In these environments, the general software ecosystem culture is typically thin. Engineers know enough to be confident. They do not always know enough to be correct.

Before accessible code generation, the natural friction of development acted as a filter. Building an internal tool to a standard that justified deployment took, conservatively, on the order of one engineer working for close to a year. That friction was a form of quality control, however imperfect.

With powerful AI assistance, a productivity factor of twenty is conservative — fifty is plausible for simple tooling. Take the more cautious number. An engineer who previously would have spent a year producing one deployable application can now produce ten in the same period. Applied across a large organisation:

Consider a company with 1,000 engineers outside the IT department, where perhaps 5% of time is informally spent building small internal tools. Without AI, that population produces roughly five applications a year. With a factor-of-twenty acceleration, it produces one hundred. With a factor of forty, two hundred.

The company would rapidly accumulate a software estate it cannot govern. Data consistency, security posture, maintenance responsibility: none of this scales with the generation speed. The organisation becomes overrun by its own tooling. And data disorganization is growing.

Letting bored engineers with limited software culture loose on a powerful code generation platform is not an empowerment strategy. It is, to continue the metaphor, giving flamethrowers to pyromaniacs in a dry forest.

Predation as the Proposed Solution?#

Both pathologies described above — the corporate content spiral and the ungoverned software proliferation — point to the same diagnosis: many companies will prove incapable of managing AI usage internally. They will accumulate the liabilities before they recognize the problem.

This is, perhaps not coincidentally, a perfect entry point for a particular commercial model: the Forward Deployed Engineer, or FDE.

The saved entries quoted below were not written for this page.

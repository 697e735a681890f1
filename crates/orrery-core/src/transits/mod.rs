//! Transits - moving positions measured against a natal chart
//!
//! A transit is an aspect from a body's current position to a body in the
//! birth chart. The pipeline runs in three stages:
//!
//! - **Detection** - cross aspects between transiting and natal bodies
//!   (`PatternDetector::detect_cross_aspects`)
//! - **Classification** - window type, significance and exact date for each
//!   close aspect (`TransitClassifier`)
//! - **Aggregation** - same-type transits folded into dated windows with
//!   themes and recommendations (`WindowAggregator`)
//!
//! ## Usage
//!
//! ```rust,ignore
//! use orrery_core::transits::TransitAnalyzer;
//!
//! let analyzer = TransitAnalyzer::default();
//! let analysis = analyzer.analyze(&chart, &positions, Utc::now())?;
//! ```

pub mod classifier;
pub mod types;
pub mod window;

pub use classifier::{
    estimate_exact_date, HouseClass, PlanetClass, SignificanceWeights, TransitClassifier,
};
pub use types::{StrengthTier, Transit, TransitAnalysis, TransitWindow, WindowType};
pub use window::{WindowAggregator, DEFAULT_BUFFER_DAYS, MAX_BUFFER_DAYS};

use chrono::{DateTime, Utc};

use crate::error::Result;
use crate::models::{BirthChart, CelestialBody};
use crate::patterns::PatternDetector;

/// Runs detection, classification and aggregation for one chart
#[derive(Debug, Clone, Default)]
pub struct TransitAnalyzer {
    detector: PatternDetector,
    classifier: TransitClassifier,
    aggregator: WindowAggregator,
}

impl TransitAnalyzer {
    pub fn new(
        detector: PatternDetector,
        classifier: TransitClassifier,
        aggregator: WindowAggregator,
    ) -> Self {
        Self {
            detector,
            classifier,
            aggregator,
        }
    }

    /// Promoted transits from `transiting` to the chart's bodies, in
    /// detection order
    pub fn transits(
        &self,
        chart: &BirthChart,
        transiting: &[CelestialBody],
        at: DateTime<Utc>,
    ) -> Result<Vec<Transit>> {
        let aspects = self.detector.detect_cross_aspects(transiting, &chart.bodies)?;

        let mut transits = Vec::new();
        for aspect in &aspects {
            let (Some(moving), Some(natal)) = (
                transiting.iter().find(|b| b.id == aspect.body_a),
                chart.body(&aspect.body_b),
            ) else {
                continue;
            };
            if let Some(transit) =
                self.classifier
                    .classify(moving, natal, aspect, &chart.houses, at)?
            {
                transits.push(transit);
            }
        }

        tracing::debug!(
            birth_chart_id = %chart.id,
            aspects = aspects.len(),
            transits = transits.len(),
            "Transit classification complete"
        );
        Ok(transits)
    }

    /// Full transit analysis for a chart at `at`
    pub fn analyze(
        &self,
        chart: &BirthChart,
        transiting: &[CelestialBody],
        at: DateTime<Utc>,
    ) -> Result<TransitAnalysis> {
        let transits = self.transits(chart, transiting, at)?;
        Ok(self.aggregator.analyze(&chart.id, at, transits))
    }
}
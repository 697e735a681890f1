//! Core types for the insight engine

use chrono::{DateTime, Utc};
use serde::{Deserialize, Serialize};
use std::fmt;
use std::str::FromStr;

use crate::transits::WindowType;

/// What part of the chart an insight speaks to
#[derive(Debug, Clone, Copy, PartialEq, Eq, Hash, Serialize, Deserialize)]
#[serde(rename_all = "camelCase")]
pub enum InsightCategory {
    /// Sun, Moon and rising sign
    CoreIdentity,
    /// Planets strong or weak in their signs
    Dignity,
    /// Grand Trine, T-Square, Yod
    Pattern,
    /// Summary from the life theme analyzer
    LifeTheme,
    /// Current transit windows
    Transit,
}

impl InsightCategory {
    pub fn as_str(&self) -> &'static str {
        match self {
            InsightCategory::CoreIdentity => "coreIdentity",
            InsightCategory::Dignity => "dignity",
            InsightCategory::Pattern => "pattern",
            InsightCategory::LifeTheme => "lifeTheme",
            InsightCategory::Transit => "transit",
        }
    }
}

impl fmt::Display for InsightCategory {
    fn fmt(&self, f: &mut fmt::Formatter<'_>) -> fmt::Result {
        write!(f, "{}", self.as_str())
    }
}

impl FromStr for InsightCategory {
    type Err = String;

    fn from_str(s: &str) -> Result<Self, Self::Err> {
        match s {
            "coreIdentity" => Ok(InsightCategory::CoreIdentity),
            "dignity" => Ok(InsightCategory::Dignity),
            "pattern" => Ok(InsightCategory::Pattern),
            "lifeTheme" => Ok(InsightCategory::LifeTheme),
            "transit" => Ok(InsightCategory::Transit),
            _ => Err(format!("Unknown insight category: {}", s)),
        }
    }
}

/// How strongly an insight should be surfaced
#[derive(Debug, Clone, Copy, PartialEq, Eq, Serialize, Deserialize)]
#[serde(rename_all = "snake_case")]
pub enum Severity {
    Low,
    Medium,
    High,
}

impl Severity {
    pub fn as_str(&self) -> &'static str {
        match self {
            Severity::Low => "low",
            Severity::Medium => "medium",
            Severity::High => "high",
        }
    }

    /// Numeric priority for sorting (higher = more prominent)
    pub fn priority(&self) -> u8 {
        match self {
            Severity::Low => 1,
            Severity::Medium => 2,
            Severity::High => 3,
        }
    }

    /// Severity for a significance score in [0, 1]
    pub fn from_significance(significance: f64) -> Self {
        if significance >= 0.8 {
            Severity::High
        } else if significance >= 0.6 {
            Severity::Medium
        } else {
            Severity::Low
        }
    }
}

impl fmt::Display for Severity {
    fn fmt(&self, f: &mut fmt::Formatter<'_>) -> fmt::Result {
        write!(f, "{}", self.as_str())
    }
}

impl FromStr for Severity {
    type Err = String;

    fn from_str(s: &str) -> Result<Self, Self::Err> {
        match s {
            "low" => Ok(Severity::Low),
            "medium" => Ok(Severity::Medium),
            "high" => Ok(Severity::High),
            _ => Err(format!("Unknown severity: {}", s)),
        }
    }
}

/// One structured insight about a chart
#[derive(Debug, Clone, PartialEq, Serialize, Deserialize)]
#[serde(rename_all = "camelCase")]
pub struct Insight {
    /// Stable key within an analysis (e.g., "dignity:mars", "transit:challenge")
    pub key: String,
    pub category: InsightCategory,
    pub severity: Severity,
    pub title: String,
    pub description: String,
    /// Set for transit insights
    #[serde(default, skip_serializing_if = "Option::is_none")]
    pub window_type: Option<WindowType>,
    #[serde(default)]
    pub related_bodies: Vec<String>,
    /// Category-specific structured payload
    #[serde(default)]
    pub data: serde_json::Value,
}

impl Insight {
    pub fn new(
        category: InsightCategory,
        key: impl Into<String>,
        severity: Severity,
        title: impl Into<String>,
        description: impl Into<String>,
    ) -> Self {
        Self {
            key: key.into(),
            category,
            severity,
            title: title.into(),
            description: description.into(),
            window_type: None,
            related_bodies: Vec::new(),
            data: serde_json::Value::Null,
        }
    }

    pub fn with_window(mut self, window_type: WindowType) -> Self {
        self.window_type = Some(window_type);
        self
    }

    pub fn with_bodies<I, S>(mut self, bodies: I) -> Self
    where
        I: IntoIterator<Item = S>,
        S: Into<String>,
    {
        self.related_bodies = bodies.into_iter().map(Into::into).collect();
        self
    }

    pub fn with_data(mut self, data: serde_json::Value) -> Self {
        self.data = data;
        self
    }
}

/// The composed analysis for one chart (and optionally one date)
#[derive(Debug, Clone, PartialEq, Serialize, Deserialize)]
#[serde(rename_all = "camelCase")]
pub struct InsightAnalysis {
    pub birth_chart_id: String,
    pub user_id: String,
    /// Requested analysis date; `None` for the undated analysis
    #[serde(default)]
    pub date: Option<DateTime<Utc>>,
    pub insights: Vec<Insight>,
    pub overall_summary: String,
    pub created_at: DateTime<Utc>,
    pub updated_at: DateTime<Utc>,
}

impl InsightAnalysis {
    pub fn count_by_severity(&self, severity: Severity) -> usize {
        self.insights.iter().filter(|i| i.severity == severity).count()
    }

    pub fn count_by_window(&self, window_type: WindowType) -> usize {
        self.insights
            .iter()
            .filter(|i| i.window_type == Some(window_type))
            .count()
    }
}

#[cfg(test)]
mod tests {
    use super::*;

    #[test]
    fn test_category_names() {
        assert_eq!(InsightCategory::CoreIdentity.as_str(), "coreIdentity");
        assert_eq!(
            InsightCategory::from_str("lifeTheme").unwrap(),
            InsightCategory::LifeTheme
        );
        let json = serde_json::to_string(&InsightCategory::LifeTheme).unwrap();
        assert_eq!(json, "\"lifeTheme\"");
    }

    #[test]
    fn test_severity_priority() {
        assert!(Severity::High.priority() > Severity::Medium.priority());
        assert!(Severity::Medium.priority() > Severity::Low.priority());
        assert_eq!(Severity::from_significance(0.85), Severity::High);
        assert_eq!(Severity::from_significance(0.7), Severity::Medium);
        assert_eq!(Severity::from_significance(0.2), Severity::Low);
    }

    #[test]
    fn test_insight_builder() {
        let insight = Insight::new(
            InsightCategory::Transit,
            "transit:challenge",
            Severity::High,
            "Period of Challenge",
            "Saturn squares the Moon",
        )
        .with_window(WindowType::Challenge)
        .with_bodies(["saturn", "moon"])
        .with_data(serde_json::json!({"significance": 0.9}));

        assert_eq!(insight.related_bodies, vec!["saturn", "moon"]);
        assert_eq!(insight.window_type, Some(WindowType::Challenge));
        assert_eq!(insight.data["significance"], 0.9);
    }

    #[test]
    fn test_wire_format_is_camel_case() {
        let insight = Insight::new(
            InsightCategory::Dignity,
            "dignity:sun",
            Severity::Medium,
            "Sun in Leo",
            "",
        )
        .with_bodies(["sun"]);
        let json = serde_json::to_value(&insight).unwrap();
        assert_eq!(json["relatedBodies"][0], "sun");
        assert!(json.get("windowType").is_none());
    }
}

The concept, promoted most aggressively by companies like Palantir and now increasingly adopted by the major AI platforms, consists in embedding engineers from the AI vendor directly inside the client organisation. The proposition is explicit:

  • If you cannot use AI competently, let our people do it;
  • And convert your internal headcount costs into a fee paid to us.

The economics behind this make sense from the vendor's perspective. Large AI companies cannot finance their infrastructure through subscriptions alone. The datacenter bills are enormous. Creating margin by dramatically reducing client operating costs, and capturing a share of those savings, is a structurally more attractive revenue model. The client organisation, overwhelmed by the very tools it was given, becomes a natural candidate for this arrangement.

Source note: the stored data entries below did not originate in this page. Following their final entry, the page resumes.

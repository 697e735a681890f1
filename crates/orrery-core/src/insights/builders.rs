//! Insight builders - one per insight category
//!
//! Each builder reads the analysis context and produces zero or more insights.
//! Builders are pure; everything they need has already been fetched.

use crate::dignity::{describe, DignityCalculator};
use crate::error::Result;
use crate::models::{BirthChart, LifeThemeAnalysis, PatternKind};
use crate::patterns::PatternDetector;
use crate::transits::{TransitAnalysis, WindowType};

use super::types::{Insight, InsightCategory, Severity};

/// Inputs shared by every builder
pub struct AnalysisContext<'a> {
    pub chart: &'a BirthChart,
    pub life_theme: &'a LifeThemeAnalysis,
    /// Absent when no transiting positions were requested
    pub transits: Option<&'a TransitAnalysis>,
}

/// Trait for insight builders
pub trait InsightBuilder: Send + Sync {
    /// Category of the insights this builder produces
    fn id(&self) -> InsightCategory;

    /// Human-readable name
    fn name(&self) -> &'static str;

    fn build(&self, ctx: &AnalysisContext<'_>) -> Result<Vec<Insight>>;
}

/// Sun, Moon and rising sign
pub struct CoreIdentityBuilder;

impl InsightBuilder for CoreIdentityBuilder {
    fn id(&self) -> InsightCategory {
        InsightCategory::CoreIdentity
    }

    fn name(&self) -> &'static str {
        "Core Identity"
    }

    fn build(&self, ctx: &AnalysisContext<'_>) -> Result<Vec<Insight>> {
        let chart = ctx.chart;
        let Some(sun) = chart.body("sun") else {
            return Ok(Vec::new());
        };

        let mut title = format!("Sun in {}", sun.sign);
        let mut description = format!(
            "Your Sun in {} ({:?}, {:?}) describes your core drive",
            sun.sign,
            sun.sign.element(),
            sun.sign.modality()
        );
        let mut bodies = vec![sun.id.clone()];

        if let Some(moon) = chart.body("moon") {
            title.push_str(&format!(", Moon in {}", moon.sign));
            description.push_str(&format!(
                "; your Moon in {} shows what you need to feel secure",
                moon.sign
            ));
            bodies.push(moon.id.clone());
        }
        if let Some(rising) = chart.rising_sign() {
            title.push_str(&format!(", {} rising", rising));
            description.push_str(&format!(
                "; {} rising colours how you meet the world",
                rising
            ));
        }
        description.push('.');

        Ok(vec![Insight::new(
            InsightCategory::CoreIdentity,
            "core_identity",
            Severity::High,
            title,
            description,
        )
        .with_bodies(bodies)
        .with_data(serde_json::json!({
            "sun": sun.sign,
            "moon": chart.body("moon").map(|m| m.sign),
            "rising": chart.rising_sign(),
        }))])
    }
}

/// Bodies in domicile, exaltation, detriment or fall
pub struct DignityBuilder {
    calculator: DignityCalculator,
}

impl DignityBuilder {
    pub fn new(calculator: DignityCalculator) -> Self {
        Self { calculator }
    }
}

impl InsightBuilder for DignityBuilder {
    fn id(&self) -> InsightCategory {
        InsightCategory::Dignity
    }

    fn name(&self) -> &'static str {
        "Essential Dignity"
    }

    fn build(&self, ctx: &AnalysisContext<'_>) -> Result<Vec<Insight>> {
        let mut insights = Vec::new();

        for body in &ctx.chart.bodies {
            let dignity = self.calculator.dignity_for_body(body);
            if dignity.score == 0 {
                continue;
            }

            let severity = match dignity.score.abs() {
                s if s >= 9 => Severity::High,
                s if s >= 5 => Severity::Medium,
                _ => Severity::Low,
            };
            let condition = describe(&dignity);
            let description = if dignity.score > 0 {
                format!(
                    "{} in {} is in {}, so its qualities come through with ease.",
                    body.name, body.sign, condition
                )
            } else {
                format!(
                    "{} in {} is in {}, so its qualities take conscious effort.",
                    body.name, body.sign, condition
                )
            };

            insights.push(
                Insight::new(
                    InsightCategory::Dignity,
                    format!("dignity:{}", body.id),
                    severity,
                    format!("{} in {}", body.name, body.sign),
                    description,
                )
                .with_bodies([body.id.clone()])
                .with_data(serde_json::to_value(dignity)?),
            );
        }

        Ok(insights)
    }
}

/// Grand Trine, T-Square and Yod configurations
pub struct PatternBuilder {
    detector: PatternDetector,
}

impl PatternBuilder {
    pub fn new(detector: PatternDetector) -> Self {
        Self { detector }
    }
}

impl InsightBuilder for PatternBuilder {
    fn id(&self) -> InsightCategory {
        InsightCategory::Pattern
    }

    fn name(&self) -> &'static str {
        "Chart Patterns"
    }

    fn build(&self, ctx: &AnalysisContext<'_>) -> Result<Vec<Insight>> {
        let patterns = self.detector.detect_patterns(&ctx.chart.bodies)?;

        patterns
            .into_iter()
            .map(|pattern| -> Result<Insight> {
                let severity = match pattern.kind {
                    PatternKind::GrandTrine => Severity::Medium,
                    PatternKind::TSquare | PatternKind::Yod => Severity::High,
                };
                let description = format!(
                    "{}. Strengths: {}. Challenges: {}.",
                    pattern.title,
                    pattern.strengths.join("; "),
                    pattern.challenges.join("; ")
                );
                Ok(Insight::new(
                    InsightCategory::Pattern,
                    format!("pattern:{}", pattern.kind.as_str()),
                    severity,
                    pattern.title.clone(),
                    description,
                )
                .with_bodies(pattern.bodies.clone())
                .with_data(serde_json::to_value(&pattern)?))
            })
            .collect()
    }
}

/// The life theme analyzer's summary
pub struct LifeThemeBuilder;

impl InsightBuilder for LifeThemeBuilder {
    fn id(&self) -> InsightCategory {
        InsightCategory::LifeTheme
    }

    fn name(&self) -> &'static str {
        "Life Theme"
    }

    fn build(&self, ctx: &AnalysisContext<'_>) -> Result<Vec<Insight>> {
        let theme = ctx.life_theme;
        let mut description = theme.core_identity.clone();
        if !theme.themes.is_empty() {
            description.push_str(&format!(". Themes: {}", theme.themes.join(", ")));
        }

        Ok(vec![Insight::new(
            InsightCategory::LifeTheme,
            "life_theme",
            Severity::Medium,
            "Life Themes",
            description,
        )
        .with_data(serde_json::to_value(theme)?)])
    }
}

/// One insight per transit window
pub struct TransitBuilder;

impl InsightBuilder for TransitBuilder {
    fn id(&self) -> InsightCategory {
        InsightCategory::Transit
    }

    fn name(&self) -> &'static str {
        "Transit Windows"
    }

    fn build(&self, ctx: &AnalysisContext<'_>) -> Result<Vec<Insight>> {
        let Some(analysis) = ctx.transits else {
            return Ok(Vec::new());
        };

        Ok(analysis
            .windows
            .iter()
            .map(|window| {
                Insight::new(
                    InsightCategory::Transit,
                    format!("transit:{}", window.window_type),
                    Severity::from_significance(window.significance),
                    window.title.clone(),
                    window.description.clone(),
                )
                .with_window(window.window_type)
                .with_bodies(window.involved_planets.clone())
                .with_data(serde_json::json!({
                    "significance": window.significance,
                    "startDate": window.start_date,
                    "endDate": window.end_date,
                    "aspectType": window.aspect_type,
                    "keywords": window.keywords,
                    "transits": window.transits.len(),
                }))
            })
            .collect())
    }
}

/// Summary line from the severity and window counts
pub fn overall_summary(insights: &[Insight]) -> String {
    let high = insights
        .iter()
        .filter(|i| i.severity == Severity::High)
        .count();
    let windows = |kind: WindowType| {
        insights
            .iter()
            .filter(|i| i.window_type == Some(kind))
            .count()
    };

    format!(
        "{} insights, {} high priority. Transit windows: {} opportunity, {} challenge, {} integration.",
        insights.len(),
        high,
        windows(WindowType::Opportunity),
        windows(WindowType::Challenge),
        windows(WindowType::Integration)
    )
}

#[cfg(test)]
mod tests {
    use super::*;
    use crate::test_utils::{sample_chart, sample_date, sample_life_theme, sample_positions};
    use crate::transits::TransitAnalyzer;

    #[test]
    fn test_core_identity() {
        let chart = sample_chart("chart-1");
        let theme = sample_life_theme("chart-1");
        let ctx = AnalysisContext {
            chart: &chart,
            life_theme: &theme,
            transits: None,
        };
        let insights = CoreIdentityBuilder.build(&ctx).unwrap();
        assert_eq!(insights.len(), 1);
        assert_eq!(insights[0].title, "Sun in Aries, Moon in Leo, Aries rising");
        assert_eq!(insights[0].related_bodies, vec!["sun", "moon"]);
    }

    #[test]
    fn test_dignity_insights_skip_peregrine_bodies() {
        let chart = sample_chart("chart-1");
        let theme = sample_life_theme("chart-1");
        let ctx = AnalysisContext {
            chart: &chart,
            life_theme: &theme,
            transits: None,
        };
        let insights = DignityBuilder::new(DignityCalculator::default())
            .build(&ctx)
            .unwrap();
        let keys: Vec<&str> = insights.iter().map(|i| i.key.as_str()).collect();
        assert_eq!(
            keys,
            vec![
                "dignity:sun",
                "dignity:venus",
                "dignity:mars",
                "dignity:jupiter",
                "dignity:saturn"
            ]
        );
        assert_eq!(insights[0].data["exaltation"], true);
        assert_eq!(insights[1].severity, Severity::Medium);
        assert_eq!(insights[0].severity, Severity::Low);
    }

    #[test]
    fn test_pattern_insights() {
        let chart = sample_chart("chart-1");
        let theme = sample_life_theme("chart-1");
        let ctx = AnalysisContext {
            chart: &chart,
            life_theme: &theme,
            transits: None,
        };
        let insights = PatternBuilder::new(PatternDetector::default())
            .build(&ctx)
            .unwrap();
        let keys: Vec<&str> = insights.iter().map(|i| i.key.as_str()).collect();
        assert_eq!(keys, vec!["pattern:grand_trine", "pattern:t_square", "pattern:yod"]);
        assert_eq!(insights[1].severity, Severity::High);
    }

    #[test]
    fn test_transit_insights_follow_windows() {
        let chart = sample_chart("chart-1");
        let theme = sample_life_theme("chart-1");
        let analysis = TransitAnalyzer::default()
            .analyze(&chart, &sample_positions(), sample_date())
            .unwrap();
        let ctx = AnalysisContext {
            chart: &chart,
            life_theme: &theme,
            transits: Some(&analysis),
        };
        let insights = TransitBuilder.build(&ctx).unwrap();
        assert_eq!(insights.len(), analysis.windows.len());
        assert!(insights.iter().all(|i| i.window_type.is_some()));
        assert!(insights
            .iter()
            .any(|i| i.window_type == Some(WindowType::Challenge)));
    }

    #[test]
    fn test_overall_summary_counts() {
        let insights = vec![
            Insight::new(InsightCategory::Transit, "a", Severity::High, "", "")
                .with_window(WindowType::Challenge),
            Insight::new(InsightCategory::Dignity, "b", Severity::Low, "", ""),
        ];
        assert_eq!(
            overall_summary(&insights),
            "2 insights, 1 high priority. Transit windows: 0 opportunity, 1 challenge, 0 integration."
        );
    }
}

Seen from a certain angle, the logic is circular in a way that should make us uncomfortable:

  • The AI provider creates tools that generate problems the client cannot solve.
  • The client, unable to adapt, invites the provider in to manage the adaptation. Dependency deepens.

The provider, positioned as a rescuer, is in practice exercising a form of structural predation:

  • I created the flood,
  • You could not build the levee,
  • Now I will manage your drainage,
  • For a fee,
  • And a permanent presence inside your walls.

A possible outcome of those situation would be to simply buy the “AI-optimized company” to structurally ensure this margin transfer. Considering the enormous financial means of BigAI companies, that option seems possible.

Conclusion#

The content tsunami is not a distant scenario. It is already forming.

The situation could be worsen with the hiring of a generation that spent their formative years delegating cognitive work to AI.

The organisations that will live through this period will be those that maintain independent channels to reality, govern tool access deliberately, and understand what they are actually building, what control they should keep on their business.

For the others, and there will be many, the rescuers may turn out to be the same entities that designed the flood.

BigAI companies could easily turn into the mega-corporations of William Gibson’s novels. Pushed to survive at all costs, they could become the vampires of our economy by draining progressively all the profits of all competing AI-enslaved companies.